МакЛарен, не торопясь, взял с этажерки пачку сигарет, зажигалку и прикурил, глядя на Макса тем холодным оценивающим взглядом, каким смотрел на меня в «Чёрной розе».
— Будьте благоразумны, доктор, — проговорил Терренс. — Вы же прекрасно понимаете, что эта картина небезвредна. И она должна быть изолирована от мира.
МакЛарен вынул изо рта сигарету и покачал головой.
— Нет, Лесли, она опасна и должна быть уничтожена.
После этого спокойно развернулся и прошёл в комнату. Мы последовали за ним. В этой большой, обставленной солидной викторианской мебелью гостиной было темно, лишь из камина вырывался свет огня. Именно к камину он и подошёл.
— Как в пекле… — тихо, словно припоминая что-то, проговорил он.
Проследив за его взглядом, я увидела в камине большую тёмную доску, объятую пламенем.
— Вы с ума сошли! — крикнул Макс и бросился к камину.
Но МакЛарен вдруг резко повернулся и взмахнул рукой. Я готова была поклясться, что он не прикасался к Максу, но тот отлетел назад через всю комнату и, ударившись о стену, упал на пол. Терренс тут же выхватил бластер. Но МакЛарен спокойно поднял руки, показывая, что они пусты, и словно демонстрируя, что сдаётся. Однако при этом чуть повернул голову и пристально взглянул на картину, которая тут же вспыхнула ярче и взорвалась изнутри, рассыпавшись мелкими горящими щепками.
— Вот и всё… — он слабо улыбнулся. — Как ваша спина, Делман?
— Нормально, — проворчал тот, поднимаясь и присаживаясь на стоящий рядом диван. Потом пошевелил плечами. — Да, всё в порядке. Какого чёрта, МакЛарен? Что вам взбрело в голову делать это? И что это за фокусы?

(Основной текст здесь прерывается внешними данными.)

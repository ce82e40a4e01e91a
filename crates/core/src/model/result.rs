use chrono::{DateTime, Utc};

use crate::model::ids::{AnswerId, QuestionId, QuizId, ResultId};
use crate::model::question::Difficulty;

/// Per-difficulty slice of a score breakdown.
#[derive(Debug, Clone, Default, PartialEq)]
pub struct DifficultyStats {
    pub correct: u32,
    pub total: u32,
    pub percentage: f64,
    pub weighted_score: f64,
    pub total_weight: u32,
}

/// Score breakdown keyed by difficulty.
#[derive(Debug, Clone, Default, PartialEq)]
pub struct ScoreBreakdown {
    pub easy: DifficultyStats,
    pub medium: DifficultyStats,
    pub hard: DifficultyStats,
}

impl ScoreBreakdown {
    #[must_use]
    pub fn get(&self, difficulty: Difficulty) -> &DifficultyStats {
        match difficulty {
            Difficulty::Easy => &self.easy,
            Difficulty::Medium => &self.medium,
            Difficulty::Hard => &self.hard,
        }
    }

    pub fn get_mut(&mut self, difficulty: Difficulty) -> &mut DifficultyStats {
        match difficulty {
            Difficulty::Easy => &mut self.easy,
            Difficulty::Medium => &mut self.medium,
            Difficulty::Hard => &mut self.hard,
        }
    }

    /// Correct answers summed across all difficulties.
    #[must_use]
    pub fn correct_total(&self) -> u32 {
        Difficulty::ALL.iter().map(|d| self.get(*d).correct).sum()
    }

    #[must_use]
    pub fn question_total(&self) -> u32 {
        Difficulty::ALL.iter().map(|d| self.get(*d).total).sum()
    }
}

/// Backend verdict for one submitted (or skipped) question.
#[derive(Debug, Clone, PartialEq, Eq)]
pub struct GradedAnswer {
    pub question_id: QuestionId,
    pub answer_id: Option<AnswerId>,
    pub is_correct: bool,
}

/// Outcome of scoring one assessment attempt.
///
/// Produced by the scoring service; this is the authoritative score. Local
/// estimates from [`crate::scoring`] never replace it.
#[derive(Debug, Clone, PartialEq)]
pub struct AssessmentResult {
    pub id: Option<ResultId>,
    pub quiz_id: QuizId,
    /// Overall percentage in `[0, 100]`.
    pub score: f64,
    pub breakdown: ScoreBreakdown,
    pub answers: Vec<GradedAnswer>,
    pub created_at: Option<DateTime<Utc>>,
}

impl AssessmentResult {
    #[must_use]
    pub fn new(quiz_id: QuizId, score: f64, breakdown: ScoreBreakdown) -> Self {
        Self {
            id: None,
            quiz_id,
            score,
            breakdown,
            answers: Vec::new(),
            created_at: None,
        }
    }

    #[must_use]
    pub fn passed(&self, passing_score: u8) -> bool {
        self.score >= f64::from(passing_score)
    }

    #[must_use]
    pub fn correct_count(&self) -> u32 {
        self.breakdown.correct_total()
    }
}

#[cfg(test)]
mod tests {
    use super::*;

    #[test]
    fn breakdown_totals_sum_all_difficulties() {
        let mut breakdown = ScoreBreakdown::default();
        breakdown.get_mut(Difficulty::Easy).correct = 2;
        breakdown.get_mut(Difficulty::Easy).total = 3;
        breakdown.get_mut(Difficulty::Hard).correct = 1;
        breakdown.get_mut(Difficulty::Hard).total = 1;

        assert_eq!(breakdown.correct_total(), 3);
        assert_eq!(breakdown.question_total(), 4);
    }

    #[test]
    fn pass_threshold_is_inclusive() {
        let result = AssessmentResult::new(QuizId::new("q"), 70.0, ScoreBreakdown::default());
        assert!(result.passed(70));
        assert!(!result.passed(71));
    }
}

— Это всё звенья одной цепи, — пожал плечами он, глядя, как Терренс убирает бластер. — Я просто должен был уничтожить эту доску.
— Что в ней такого? — поинтересовался Терренс, спрятав оружие. — Ключ к концу света?
— Нет, просто в ней присутствовало активное Зло. Это всего лишь одна из мрачных игрушек Дьявола.
— И что вам с того?
— У меня с ним личные счёты…
Он какое-то время задумчиво смотрел на меня, потом вздохнул. Именно тогда и прозвучали эти слова, которые повергли в шок Макса и Терренса, но не меня.
— Наверно, не имеет смысла скрывать… Рано или поздно вы всё равно узнаете. Я алхимик. Я продал душу Сатане в 1523 году и обрёл бессмертие. И при этом навеки потерял покой… Два года назад я, благодаря заступничеству нескольких чистых душ, получил прощение и свободу, но не успокоение. Проклятие всё ещё висит над моей головой, и вряд ли я когда-нибудь избавлюсь от него. Долгие века я провёл в заточении, где каждый час казался вечностью. И за это время моя душа насквозь пропиталась самой лютой, жгучей и безумной ненавистью к моему тюремщику. Даже после того, как я вырвался от него, он сыграл со мной злую шутку, которая лишь подогрела мою ненависть. Хоть сделка между нами была расторгнута, он не забрал то, что было получено мною по этому пакту, и потому Небеса навсегда закрыты для меня. Вы живёте в другие времена, но тот, кто родился в мою эпоху, понял бы, что этого вполне довольно, чтоб объявить ему войну. Это всё… Я сказал вам то, что мог. Теперь делайте, что сочтёте нужным, но учтите: убить меня вам не удастся. Я испробовал разные способы. Они приносят только боль.
Он выпрямился и, скрестив руки на груди, выжидательно взглянул на Терренса. Тот с трудом приходил в себя после такого откровения. Макс метнул на меня быстрый взгляд, и, видимо, выражение моего лица подсказало ему, что всё это не розыгрыш, и мне эта история давно и доподлинно известна.